ZUCKERBERG NARRATES THE STORY
It’s the end of an era. After 14 years, my good friend and partner Sheryl Sandberg is stepping down as COO of Meta.
When Sheryl joined me in 2008, I was only 23 years old and I barely knew anything about running a company. We’d built a great product — the Facebook website — but we didn’t yet have a profitable business and we were struggling to transition from a small startup to a real organization. Sheryl architected our ads business, hired great people, forged our management culture, and taught me how to run a company. She created opportunities for millions of people around the world, and she deserves the credit for so much of what Meta is today.
It’s unusual for a business partnership like ours to last so long. I think ours did because Sheryl is such an amazing person, leader, partner, and friend. She cares deeply about the people in her life and she is generous about nurturing relationships and helping you grow as a person. She has taught me so much and she has been there for many of the important moments in my life, both personally and professionally.

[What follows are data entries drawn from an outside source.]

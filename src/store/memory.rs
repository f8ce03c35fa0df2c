//! In-process store
//!
//! Same semantics as the Redis adapter, on the tokio clock, so a whole
//! cluster of lockers can share one instance inside a single process.
//! Used by the test suite and by single-process deployments.

use super::{LockStore, Subscription};
use crate::common::{Error, Result};
use async_trait::async_trait;
use futures_util::StreamExt;
use std::collections::{HashMap, HashSet};
use std::sync::{Mutex, MutexGuard, PoisonError};
use std::time::Duration;
use tokio::sync::broadcast;
use tokio::time::Instant;

const BUS_CAPACITY: usize = 1024;

#[derive(Debug, Clone)]
struct Record {
    value: String,
    expires_at: Option<Instant>,
}

impl Record {
    fn is_live(&self, now: Instant) -> bool {
        self.expires_at.map_or(true, |at| at > now)
    }
}

struct State {
    records: HashMap<String, Record>,
    hashes: HashMap<String, HashSet<String>>,
    sets: HashMap<String, HashSet<String>>,
    counters: HashMap<String, i64>,
    bus: broadcast::Sender<(String, String)>,
    offline: bool,
}

impl State {
    fn live_record(&mut self, key: &str) -> Option<&mut Record> {
        let now = Instant::now();
        if self.records.get(key).is_some_and(|r| !r.is_live(now)) {
            self.records.remove(key);
        }
        self.records.get_mut(key)
    }
}

/// Shared in-memory store
pub struct MemoryStore {
    state: Mutex<State>,
}

impl Default for MemoryStore {
    fn default() -> Self {
        Self::new()
    }
}

impl MemoryStore {
    pub fn new() -> Self {
        let (bus, _) = broadcast::channel(BUS_CAPACITY);
        Self {
            state: Mutex::new(State {
                records: HashMap::new(),
                hashes: HashMap::new(),
                sets: HashMap::new(),
                counters: HashMap::new(),
                bus,
                offline: false,
            }),
        }
    }

    /// While offline every operation fails with [`Error::Store`].
    pub fn set_offline(&self, offline: bool) {
        self.lock().offline = offline;
    }

    /// End every live subscription, as a dropped connection would.
    pub fn disconnect_subscribers(&self) {
        let (bus, _) = broadcast::channel(BUS_CAPACITY);
        self.lock().bus = bus;
    }

    fn lock(&self) -> MutexGuard<'_, State> {
        self.state.lock().unwrap_or_else(PoisonError::into_inner)
    }

    fn online(&self) -> Result<MutexGuard<'_, State>> {
        let state = self.lock();
        if state.offline {
            return Err(Error::Store("memory store is offline".into()));
        }
        Ok(state)
    }
}

#[async_trait]
impl LockStore for MemoryStore {
    async fn set_nx(&self, key: &str, value: &str, lease: Duration) -> Result<bool> {
        let mut state = self.online()?;
        if state.live_record(key).is_some() {
            return Ok(false);
        }
        let expires_at = (!lease.is_zero()).then(|| Instant::now() + lease);
        state.records.insert(
            key.to_string(),
            Record {
                value: value.to_string(),
                expires_at,
            },
        );
        Ok(true)
    }

    async fn get(&self, key: &str) -> Result<Option<String>> {
        Ok(self.online()?.live_record(key).map(|r| r.value.clone()))
    }

    async fn delete(&self, key: &str) -> Result<()> {
        self.online()?.records.remove(key);
        Ok(())
    }

    async fn remaining_lease(&self, key: &str) -> Result<Option<Duration>> {
        let mut state = self.online()?;
        let lease = match state.live_record(key) {
            None => Some(Duration::ZERO),
            Some(record) => record
                .expires_at
                .map(|at| at.saturating_duration_since(Instant::now())),
        };
        Ok(lease)
    }

    async fn expire(&self, key: &str, lease: Duration) -> Result<bool> {
        let mut state = self.online()?;
        match state.live_record(key) {
            Some(record) => {
                record.expires_at = Some(Instant::now() + lease);
                Ok(true)
            }
            None => Ok(false),
        }
    }

    async fn hash_set(&self, hash: &str, field: &str) -> Result<()> {
        self.online()?
            .hashes
            .entry(hash.to_string())
            .or_default()
            .insert(field.to_string());
        Ok(())
    }

    async fn hash_del(&self, hash: &str, field: &str) -> Result<()> {
        let mut state = self.online()?;
        if let Some(fields) = state.hashes.get_mut(hash) {
            fields.remove(field);
            if fields.is_empty() {
                state.hashes.remove(hash);
            }
        }
        Ok(())
    }

    async fn hash_fields(&self, hash: &str) -> Result<Vec<String>> {
        let state = self.online()?;
        let mut fields: Vec<String> = state
            .hashes
            .get(hash)
            .map(|f| f.iter().cloned().collect())
            .unwrap_or_default();
        fields.sort();
        Ok(fields)
    }

    async fn set_add(&self, set: &str, member: &str) -> Result<bool> {
        Ok(self
            .online()?
            .sets
            .entry(set.to_string())
            .or_default()
            .insert(member.to_string()))
    }

    async fn set_remove(&self, set: &str, member: &str) -> Result<()> {
        if let Some(members) = self.online()?.sets.get_mut(set) {
            members.remove(member);
        }
        Ok(())
    }

    async fn set_members(&self, set: &str) -> Result<Vec<String>> {
        let state = self.online()?;
        let mut members: Vec<String> = state
            .sets
            .get(set)
            .map(|m| m.iter().cloned().collect())
            .unwrap_or_default();
        members.sort();
        Ok(members)
    }

    async fn incr(&self, key: &str) -> Result<i64> {
        let mut state = self.online()?;
        let counter = state.counters.entry(key.to_string()).or_insert(0);
        *counter += 1;
        Ok(*counter)
    }

    async fn publish(&self, channel: &str, payload: &str) -> Result<()> {
        let state = self.online()?;
        // No subscribers is not an error, same as PUBLISH returning 0.
        let _ = state.bus.send((channel.to_string(), payload.to_string()));
        Ok(())
    }

    async fn subscribe(&self, channel: &str) -> Result<Subscription> {
        let mut rx = self.online()?.bus.subscribe();
        let channel = channel.to_string();
        let stream = async_stream::stream! {
            loop {
                match rx.recv().await {
                    Ok((ch, payload)) if ch == channel => yield payload,
                    Ok(_) => continue,
                    Err(broadcast::error::RecvError::Lagged(skipped)) => {
                        tracing::warn!(skipped, "memory store subscriber lagged");
                        continue;
                    }
                    Err(broadcast::error::RecvError::Closed) => break,
                }
            }
        };
        Ok(stream.boxed())
    }
}
use std::collections::HashMap;

use axum::async_trait;
use userbind_core::{Privileges, User, UserId};
use userbind_service::dto::ScoreboardResponse;
use userbind_service::services::display_name_for;
use userbind_service::{ServiceContext, ServiceResult};

use super::ViewHook;

/// Reveals real names of school students to domain managers
pub struct ScoreboardNameHook;

#[async_trait]
impl ViewHook<ScoreboardResponse> for ScoreboardNameHook {
    fn name(&self) -> &'static str {
        "scoreboard_real_names"
    }

    async fn apply(
        &self,
        ctx: &ServiceContext,
        viewer: Option<&User>,
        view: &mut ScoreboardResponse,
    ) -> ServiceResult<()> {
        let is_manager = viewer.is_some_and(|v| v.privileges.has(Privileges::MANAGE_DOMAIN));
        if !is_manager || view.rows.is_empty() {
            return Ok(());
        }

        let ids: Vec<UserId> = view.rows.iter().map(|r| r.user.user_id).collect();
        let users: HashMap<UserId, User> = ctx
            .user_repo()
            .find_many(&ids)
            .await?
            .into_iter()
            .map(|u| (u.id, u))
            .collect();

        for row in &mut view.rows {
            let Some(user) = users.get(&row.user.user_id) else {
                continue;
            };
            if user.is_school_student && !user.student_name.is_empty() {
                row.user.display_name = Some(display_name_for(user, true));
            }
        }
        Ok(())
    }
}
//! StudentInvite entity - a single-use code granting one student identity

use chrono::{DateTime, Utc};

use crate::value_objects::UserId;

/// Length of generated invite codes (62-symbol alphabet, ~142 bits)
pub const INVITE_CODE_LEN: usize = 24;

/// Longest student id the store accepts, in characters
pub const MAX_STUDENT_ID_LEN: usize = 64;

/// Longest student name the store accepts, in characters
pub const MAX_STUDENT_NAME_LEN: usize = 128;

/// Invite record tying a code to a student identity.
///
/// Once `used` flips to true, `used_by` and `used_at` are set and the record
/// is never modified again. Administrators may delete it in any state.
#[derive(Debug, Clone, PartialEq, Eq)]
pub struct StudentInvite {
    pub code: String,
    pub student_id: String,
    pub student_name: String,
    pub created_at: DateTime<Utc>,
    pub used: bool,
    pub used_by: Option<UserId>,
    pub used_at: Option<DateTime<Utc>>,
}

impl StudentInvite {
    /// Create a fresh, unused invite
    pub fn new(code: String, student_id: String, student_name: String) -> Self {
        Self {
            code,
            student_id,
            student_name,
            created_at: Utc::now(),
            used: false,
            used_by: None,
            used_at: None,
        }
    }

    #[inline]
    pub fn is_used(&self) -> bool {
        self.used
    }

    /// Record the redemption on an in-memory copy.
    ///
    /// Returns false (and changes nothing) when the invite was already used.
    pub fn mark_used(&mut self, user_id: UserId, at: DateTime<Utc>) -> bool {
        if self.used {
            return false;
        }
        self.used = true;
        self.used_by = Some(user_id);
        self.used_at = Some(at);
        true
    }
}

/// Generate a cryptographically secure random invite code
pub fn generate_invite_code() -> String {
    use rand::Rng;

    const CHARSET: &[u8] = b"ABCDEFGHIJKLMNOPQRSTUVWXYZabcdefghijklmnopqrstuvwxyz0123456789";

    let mut rng = rand::thread_rng();
    (0..INVITE_CODE_LEN)
        .map(|_| CHARSET[rng.gen_range(0..CHARSET.len())] as char)
        .collect()
}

Whether going through the different transitions we’ve made as a company over the years, or when she supported me and Priscilla as we navigated challenges having children, our partnership has always been deeper than just business.
I’m going to miss running this company with Sheryl. But I’m glad that she’ll continue to serve on our board of directors so we can benefit from her wisdom and experience even after she transitions out of her day-to-day management role in the coming months.
Looking forward, I don’t plan to replace Sheryl’s role in our existing structure. I’m not sure that would be possible since she’s a superstar who defined the COO role in her own unique way. But even if it were possible, I think Meta has reached the point where it makes sense for our product and business groups to be more closely integrated, rather than having all the business and operations functions organized separately from our products.
One of Sheryl’s greatest legacies is the incredible team she has built. Some of these leaders have already stepped up into larger roles reporting to me, like Nick Clegg as President, Global Affairs and Jennifer Newstead as Chief Legal Officer.
Marne Levine, our Chief Business Officer and the top business person who handles our partnerships, will report to Javier Olivan so that our Ads and Business Platform product group will be closer to the Meta Business Group.
Javi will become our next Chief Operating Officer since he will now lead our integrated ads and business products in addition to continuing to lead our infrastructure, integrity, analytics, marketing, corporate development and growth teams. But this role will be different from what Sheryl has done. It will be a more traditional COO role where Javi will be focused internally and operationally, building on his strong track record of making our execution more efficient and rigorous. As part of this, Molly Cutler, our VP Strategic Response, will join Javi’s team and report to Naomi Gleit.
Justin Osofsky will report to Chris Cox. In addition to his role overseeing Global Operations and Instagram’s business organization, Justin will now take on an additional responsibility building a content team that works across business and product that will train our AI recommendation systems to help you discover the most interesting, relevant, and personalized content across Facebook and Instagram.
Lori Goler, our Head of People, will now report directly to me. Maxine Williams, our Chief Diversity Officer, will continue her role on our People team, working on my staff as well.
These are all talented and experienced leaders who I’ve worked closely with over the years, and I’m confident they’ll continue to do great work in this new structure.
I’m sad that the day is coming when I won’t get to work as closely with Sheryl. But more than anything, I’m grateful for everything she has done to build Meta. She has done so much for me, for our community, and for the world — and we’re all better off for it.